Am Ende haben alle was davon
Wie schnell mutmaßliche Täter von diesem Kaliber rehabilitiert werden können, zeigt diese Woche auch ein Auftritt von Filmstar Ezra Miller bei einer Filmpremiere in Hollywood. Miller wurde von mehreren Frauen Körperverletzung und Belästigung vorgeworfen. Außerdem steht Miller im Verdacht, eine Art Kult zu unterhalten und vorrangig junge Fans unter Drogen zu setzen.
Nach einem kurzen Rückzug aus der Öffentlichkeit erschien Miller nun zur Premiere des Actionfilms „The Flash“, in welchem er die Hauptrolle spielt. Warner Bros. gab an, das werde Millers einziger öffentlicher Auftritt im Zusammenhang mit dem Film bleiben – was einem ungelenken Eiertanz gleicht: Man will sich öffentlich irgendwie zu den Vorwürfen verhalten und gleichzeitig von dem Buzz profitieren, den solche Skandale immer mit sich bringen.

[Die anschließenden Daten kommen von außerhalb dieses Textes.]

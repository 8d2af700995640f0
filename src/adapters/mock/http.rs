//! Mock HTTP client for testing.
//!
//! Responses are keyed by method and exact URL; every request is recorded
//! so tests can assert on how many calls were made and what they carried.

use async_trait::async_trait;
use std::collections::HashMap;
use std::sync::{Arc, Mutex};
use std::time::Duration;

use crate::mutex_ext::MutexExt;
use crate::traits::{Headers, HttpClient, HttpError, Response};

/// A recorded HTTP request for verification in tests.
#[derive(Debug, Clone, PartialEq)]
pub struct RecordedRequest {
    /// `GET` or `POST`
    pub method: String,
    pub url: String,
    pub headers: Headers,
    /// Request body (POST only)
    pub body: Option<String>,
}

impl RecordedRequest {
    /// The body parsed as JSON, if there is one and it parses.
    pub fn json_body(&self) -> Option<serde_json::Value> {
        self.body
            .as_deref()
            .and_then(|body| serde_json::from_str(body).ok())
    }
}

/// Configuration for a mock response.
#[derive(Debug, Clone)]
pub enum MockResponse {
    /// Hand back this response (any status).
    Success(Response),
    /// Fail at the transport level.
    Error(HttpError),
}

impl MockResponse {
    /// A response with `status` and `value` as its JSON body.
    pub fn json(status: u16, value: serde_json::Value) -> Self {
        MockResponse::Success(Response::json_body(status, &value))
    }

    /// A response with `status` and an empty body.
    pub fn status(status: u16) -> Self {
        MockResponse::Success(Response::new(status, bytes::Bytes::new()))
    }
}

/// Mock HTTP client for testing.
///
/// Clones share configuration and the request log.
///
/// # Example
///
/// ```ignore
/// let client = MockHttpClient::new();
/// client.set_response("GET", "https://api.test/regions", MockResponse::json(200, json!([])));
///
/// let response = client.get("https://api.test/regions", &Headers::new()).await?;
/// assert_eq!(response.status, 200);
/// assert_eq!(client.request_count(), 1);
/// ```
#[derive(Debug, Clone, Default)]
pub struct MockHttpClient {
    responses: Arc<Mutex<HashMap<(String, String), MockResponse>>>,
    default_response: Arc<Mutex<Option<MockResponse>>>,
    requests: Arc<Mutex<Vec<RecordedRequest>>>,
    delay: Arc<Mutex<Option<Duration>>>,
}

impl MockHttpClient {
    pub fn new() -> Self {
        Self::default()
    }

    /// Set the response for `method` on exactly `url`.
    pub fn set_response(&self, method: &str, url: &str, response: MockResponse) {
        self.responses
            .lock_or_recover()
            .insert((method.to_ascii_uppercase(), url.to_string()), response);
    }

    /// Response for requests without a specific match.
    ///
    /// Without one, unmatched requests fail with a 404.
    pub fn set_default_response(&self, response: MockResponse) {
        *self.default_response.lock_or_recover() = Some(response);
    }

    /// Delay every response, to keep requests in flight.
    pub fn set_delay(&self, delay: Duration) {
        *self.delay.lock_or_recover() = Some(delay);
    }

    /// All recorded requests, oldest first.
    pub fn get_requests(&self) -> Vec<RecordedRequest> {
        self.requests.lock_or_recover().clone()
    }

    /// Number of requests made so far.
    pub fn request_count(&self) -> usize {
        self.requests.lock_or_recover().len()
    }

    /// Recorded requests for one method and URL.
    pub fn requests_to(&self, method: &str, url: &str) -> Vec<RecordedRequest> {
        self.requests
            .lock_or_recover()
            .iter()
            .filter(|r| r.method.eq_ignore_ascii_case(method) && r.url == url)
            .cloned()
            .collect()
    }

    pub fn clear_requests(&self) {
        self.requests.lock_or_recover().clear();
    }

    fn record_request(&self, method: &str, url: &str, headers: &Headers, body: Option<String>) {
        self.requests.lock_or_recover().push(RecordedRequest {
            method: method.to_string(),
            url: url.to_string(),
            headers: headers.clone(),
            body,
        });
    }

    async fn respond(&self, method: &str, url: &str) -> Result<Response, HttpError> {
        let delay = *self.delay.lock_or_recover();
        if let Some(delay) = delay {
            tokio::time::sleep(delay).await;
        }

        let configured = self
            .responses
            .lock_or_recover()
            .get(&(method.to_string(), url.to_string()))
            .cloned();
        let response = configured.or_else(|| self.default_response.lock_or_recover().clone());

        match response {
            Some(MockResponse::Success(response)) => Ok(response),
            Some(MockResponse::Error(err)) => Err(err),
            None => Ok(Response::new(404, bytes::Bytes::from("no mock configured"))),
        }
    }
}

#[async_trait]
impl HttpClient for MockHttpClient {
    async fn get(&self, url: &str, headers: &Headers) -> Result<Response, HttpError> {
        self.record_request("GET", url, headers, None);
        self.respond("GET", url).await
    }

    async fn post(&self, url: &str, body: &str, headers: &Headers) -> Result<Response, HttpError> {
        self.record_request("POST", url, headers, Some(body.to_string()));
        self.respond("POST", url).await
    }
}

Und so ist auch am Zeit-Magazin-Interview mit Spacey interessant, dass der Schauspieler weder auf Unschuldslamm macht, noch irgendeine Art von Reue zeigt. Er sieht sich eher auf der Ersatzbank und gibt an, dass er – sobald er den Prozess gewinne – hochkarätige Rollenangebote bekommen werde von großen Namen, die seit Jahren mit ihm arbeiten wollten, aber sich nicht trauten, aus Angst davor, gecancelt zu werden.
Sicher hat Spacey Recht. Der große Cannes-Auftritt von Frauenschläger Johnny Depp etwa dürfte ihm Hoffnungen gemacht haben. Und das Comeback, das ihm der nun allseits zitierte Zeit-Magazin-Titel noch vor dem Prozess beschert, ist das perfekte Sprungbrett. Am Ende haben halt alle was davon.